Question: How does my router know not to hand out that IP address to another device (using DHCP) that accesses the network?

All instructions that I see for understanding static IPs online only involve making changes to the client. It seems like you should need to tell your router/DHCP server not to assign that IP address to anyone else.

Can anyone help me understand this or point me to somewhere that will explain it?

UPDATE: Thanks for the responses. I guess what I've learned is that its better/easier to do DHCP Reservations at the router/DHCP server, instead of trying to do static IP addresses at each machine.

4 Answers 4

15

Your router can indeed lease that IP address to another client once the lease expires if your machine is off or disconnected, and doesn't renew it. To guarantee you always get the same IP address, you'll want to make what's called a DHCP Reservation in your router (terminology may vary - see this question for details):

alt text

With DD-WRT firmware, you can find this under the Services section:

alt text

14

If your router doesn't allow reservations (see John T's answer) then you should at least be able to change the DHCP pool, making it smaller and then use the IPs which fall outside of the pool for your statics.

2
  • 3
    This is a great point. +1. Allow maybe ###.###.###.1 through ###.###.###.200 for DHCP, leave the rest for static.
    – ceejayoz
    Commented Feb 11, 2010 at 0:06
  • 1
    or vice-versa -- leave x.x.x.1 thru x.x.x.50 static, and start the DHCP pool at x.x.x.51. Commented Feb 11, 2010 at 0:18
1

Agreed with the above. You can either setup a DHCP lease reservation for the addresses in question so that the DHCP server always gives that address to the machines in question, or you can define a static IP address that is outside of the DHCP pool.

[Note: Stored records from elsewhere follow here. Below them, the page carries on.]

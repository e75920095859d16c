use serde::Deserialize;

use crate::{Client, Result, Transport};

#[derive(Debug, Deserialize)]
pub struct User {
    pub id: String,
    pub attributes: UserAttributes,
}

#[derive(Debug, Deserialize)]
#[serde(rename_all = "kebab-case")]
pub struct UserAttributes {
    pub username: String,
    pub formatted_name: Option<String>,
}

impl<T: Transport> Client<T> {
    /// Get the user we're authenticated as
    pub fn me(&self) -> Result<User> {
        const ROUTE: &str = "/users/me";
        self.get(ROUTE)?.into_result(ROUTE)
    }
}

I prefer option #1, using leave reservations. You handle all of your addresses in one place and are prevented from assigning the same address to more than one device. Also, for most devices with static IP addresses, they will not show up in the list of devices connected to the network due to most routers pulling that information from the DHCP lease information in the router. Client-side static IP addresses are very easy to mess up unless you keep a diagram or spreadsheet to keep them straight.

-1

If a host is offered an IP address that is already occupied by a manually configured squatter, the DHCP handshake cannot complete. When the new client tries to use the offered parameters to request the lease, an ARP error for duplicate IPs will be issued, preventing the server from getting a request packet from the client. The client will reset the DHCP transaction and broadcast a new DISCOVER packet. Since the server's first offer is still outstanding, it will offer the client a different IP. The server may determine that the squatted IP address should not be offered for lease in the future.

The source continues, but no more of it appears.